• Assigned task: The output should be every line below that includes the word "LogLevel".

Items from a dataset:
= = =

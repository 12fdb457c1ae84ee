//! Record layout engine
//!
//! This module provides the [`StoreManager`] and everything it needs to lay
//! out typed fields over a raw EEPROM:
//!
//! - [`config`]: header offsets, platform limits, [`StoreConfig`]
//! - [`status`]: cumulative [`StoreStatus`] flags
//! - [`error`]: [`StoreError`] and the [`Result`] alias
//! - [`layout`]: named field tables, including the standard layout
//!
//! Field encoding (booleans, raw buffers, length-prefixed bytes and text) is
//! implemented directly on [`StoreManager`].

mod codec;
pub mod config;
pub mod error;
pub mod layout;
mod manager;
pub mod status;

pub use config::{
    PlatformProfile, StoreConfig, CRC_LEN, CRC_OFFSET, DATA_REGION_START, DEFAULT_MAGIC,
    LENGTH_PREFIX_LEN, MAGIC_LEN, MAGIC_OFFSET,
};
pub use error::{Result, StoreError};
pub use layout::{FieldData, FieldKind, FieldSpec, FieldValue, Layout, LayoutBuilder, LayoutError};
pub use manager::StoreManager;
pub use status::StoreStatus;
#![cfg_attr(not(test), no_std)]

//! eeprom_layout - Record layout engine for on-chip EEPROM
//!
//! Gives a raw, fixed-size EEPROM a self-describing layout:
//!
//! ```text
//! [Magic 1][CRC32 4][field][field]...
//! ```
//!
//! - a non-zero magic byte marks deliberately initialized content
//! - a CRC-32 over the data region detects corruption
//! - fields are booleans, raw buffers, or length-prefixed bytes/text at
//!   fixed offsets
//!
//! # Modules
//!
//! - [`platform`]: EEPROM device trait, device errors and the in-memory mock
//! - [`checksum`]: nibble-table CRC-32 and standard CRC-32-ISO-HDLC
//! - [`logging`]: injected leveled logger
//! - [`store`]: [`StoreManager`](store::StoreManager), field codec and layouts

pub mod checksum;
pub mod logging;
pub mod platform;
pub mod store;

pub use store::{StoreConfig, StoreError, StoreManager, StoreStatus};
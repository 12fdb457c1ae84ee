//! Platform error types
//!
//! This module defines error types for EEPROM device operations.

use core::fmt;

/// Result type for device operations
pub type Result<T> = core::result::Result<T, DeviceError>;

/// EEPROM device errors
///
/// All device implementations map their HAL-specific errors to these variants.
#[derive(Debug, Clone, Copy, PartialEq, Eq)]
pub enum DeviceError {
    /// Offset lies outside the configured capacity
    OutOfBounds,
    /// Device has not been configured with `begin`
    NotInitialized,
    /// Requested size exceeds the physical capacity
    CapacityExceeded,
    /// Write operation failed
    WriteFailed,
    /// Commit to persistent media failed
    CommitFailed,
}

impl fmt::Display for DeviceError {
    fn fmt(&self, f: &mut fmt::Formatter<'_>) -> fmt::Result {
        match self {
            DeviceError::OutOfBounds => write!(f, "offset out of bounds"),
            DeviceError::NotInitialized => write!(f, "device not initialized"),
            DeviceError::CapacityExceeded => write!(f, "requested size exceeds capacity"),
            DeviceError::WriteFailed => write!(f, "write failed"),
            DeviceError::CommitFailed => write!(f, "commit failed"),
        }
    }
}
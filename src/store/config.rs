//! Store configuration
//!
//! Fixed header layout constants, per-MCU size limits and the
//! [`StoreConfig`] handed to [`StoreManager`](super::StoreManager).
//!
//! Defaults for the magic byte and the maximum block size are taken at build
//! time from `EEPROM_MAGIC` and `EEPROM_MAX_SIZE` (see `build.rs`).

use crate::checksum::ChecksumKind;
use crate::logging::LogLevel;

/// Offset of the magic byte
pub const MAGIC_OFFSET: usize = 0;

/// Size of the magic byte
pub const MAGIC_LEN: usize = 1;

/// Offset of the stored checksum
pub const CRC_OFFSET: usize = MAGIC_OFFSET + MAGIC_LEN;

/// Size of the stored checksum (raw, no length prefix)
pub const CRC_LEN: usize = 4;

/// First byte of the data region
pub const DATA_REGION_START: usize = CRC_OFFSET + CRC_LEN;

/// Size of the little-endian length prefix in front of prefixed fields
pub const LENGTH_PREFIX_LEN: usize = 2;

/// Magic byte used when no build-time override is given
pub const DEFAULT_MAGIC: u8 = 0x7e;

/// Largest EEPROM supported when no build-time override is given
pub const DEFAULT_MAX_SIZE: usize = 4096;

/// EEPROM size limits of supported MCUs
#[derive(Debug, Clone, Copy, PartialEq, Eq)]
pub enum PlatformProfile {
    Atmega8,
    Atmega168,
    Atmega328P,
    Atmega32U4,
    Atmega1280,
    Atmega2560,
    /// Flash-backed EEPROM emulation, up to one sector
    Esp8266,
}

impl PlatformProfile {
    /// Maximum EEPROM size in bytes
    pub const fn max_size(self) -> usize {
        match self {
            PlatformProfile::Atmega8 | PlatformProfile::Atmega168 => 512,
            PlatformProfile::Atmega328P | PlatformProfile::Atmega32U4 => 1024,
            PlatformProfile::Atmega1280
            | PlatformProfile::Atmega2560
            | PlatformProfile::Esp8266 => 4096,
        }
    }

    /// Whether writes must be committed explicitly
    pub const fn needs_commit(self) -> bool {
        matches!(self, PlatformProfile::Esp8266)
    }
}

/// Store configuration
#[derive(Debug, Clone, Copy, PartialEq, Eq)]
pub struct StoreConfig {
    /// Number of bytes managed, `0 < block_size <= platform_max`
    pub block_size: usize,
    /// Non-zero identity/version byte
    pub magic: u8,
    /// Log verbosity
    pub log_level: LogLevel,
    /// Upper bound for `block_size`
    pub platform_max: usize,
    /// Checksum algorithm for the data region
    pub checksum: ChecksumKind,
    /// Require a matching checksum in `is_valid`
    pub strict_crc: bool,
}

impl StoreConfig {
    /// Configuration sized for a platform profile
    pub fn for_platform(profile: PlatformProfile) -> Self {
        let max = profile.max_size();
        Self {
            block_size: max,
            platform_max: max,
            ..Self::default()
        }
    }

    /// Set the block size
    pub fn with_block_size(mut self, block_size: usize) -> Self {
        self.block_size = block_size;
        self
    }

    /// Set the magic byte
    pub fn with_magic(mut self, magic: u8) -> Self {
        self.magic = magic;
        self
    }

    /// Set the log level
    pub fn with_log_level(mut self, log_level: LogLevel) -> Self {
        self.log_level = log_level;
        self
    }

    /// Set the checksum algorithm
    pub fn with_checksum(mut self, checksum: ChecksumKind) -> Self {
        self.checksum = checksum;
        self
    }

    /// Enable or disable checksum verification in `is_valid`
    pub fn with_strict_crc(mut self, strict_crc: bool) -> Self {
        self.strict_crc = strict_crc;
        self
    }
}

impl Default for StoreConfig {
    fn default() -> Self {
        let platform_max = build_max_size();
        Self {
            block_size: platform_max,
            magic: build_magic(),
            log_level: LogLevel::Quiet,
            platform_max,
            checksum: ChecksumKind::Nibble,
            strict_crc: false,
        }
    }
}

/// Magic byte from the build environment
pub fn build_magic() -> u8 {
    parse_number(env!("EEPROM_MAGIC"))
        .and_then(|value| u8::try_from(value).ok())
        .filter(|&magic| magic != 0)
        .unwrap_or(DEFAULT_MAGIC)
}

/// Maximum block size from the build environment
pub fn build_max_size() -> usize {
    parse_number(env!("EEPROM_MAX_SIZE"))
        .filter(|&size| size > 0)
        .unwrap_or(DEFAULT_MAX_SIZE)
}

/// Parse a decimal or `0x`-prefixed hexadecimal number
fn parse_number(text: &str) -> Option<usize> {
    let text = text.trim();
    match text
        .strip_prefix("0x")
        .or_else(|| text.strip_prefix("0X"))
    {
        Some(hex) => usize::from_str_radix(hex, 16).ok(),
        None => text.parse().ok(),
    }
}

#[cfg(test)]
mod tests {
    use super::*;

    #[test]
    fn test_header_layout() {
        assert_eq!(MAGIC_OFFSET, 0);
        assert_eq!(CRC_OFFSET, 1);
        assert_eq!(DATA_REGION_START, 5);
    }

    #[test]
    fn test_platform_max_sizes() {
        assert_eq!(PlatformProfile::Atmega168.max_size(), 512);
        assert_eq!(PlatformProfile::Atmega328P.max_size(), 1024);
        assert_eq!(PlatformProfile::Atmega2560.max_size(), 4096);
        assert_eq!(PlatformProfile::Esp8266.max_size(), 4096);
        assert!(PlatformProfile::Esp8266.needs_commit());
        assert!(!PlatformProfile::Atmega328P.needs_commit());
    }

    #[test]
    fn test_for_platform() {
        let config = StoreConfig::for_platform(PlatformProfile::Atmega328P).with_block_size(256);
        assert_eq!(config.platform_max, 1024);
        assert_eq!(config.block_size, 256);
        assert_eq!(config.log_level, LogLevel::Quiet);
        assert!(!config.strict_crc);
    }

    #[test]
    fn test_parse_number() {
        assert_eq!(parse_number("0x7e"), Some(0x7e));
        assert_eq!(parse_number("0X7E"), Some(0x7e));
        assert_eq!(parse_number(" 4096 "), Some(4096));
        assert_eq!(parse_number("nope"), None);
    }

    #[test]
    fn test_build_defaults_are_usable() {
        assert_ne!(build_magic(), 0);
        assert!(build_max_size() > DATA_REGION_START);
    }
}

= = =

• Written solution:
use crate::logging::LogLevel;
    pub log_level: LogLevel,
    pub fn with_log_level(mut self, log_level: LogLevel) -> Self {
            log_level: LogLevel::Quiet,
        assert_eq!(config.log_level, LogLevel::Quiet);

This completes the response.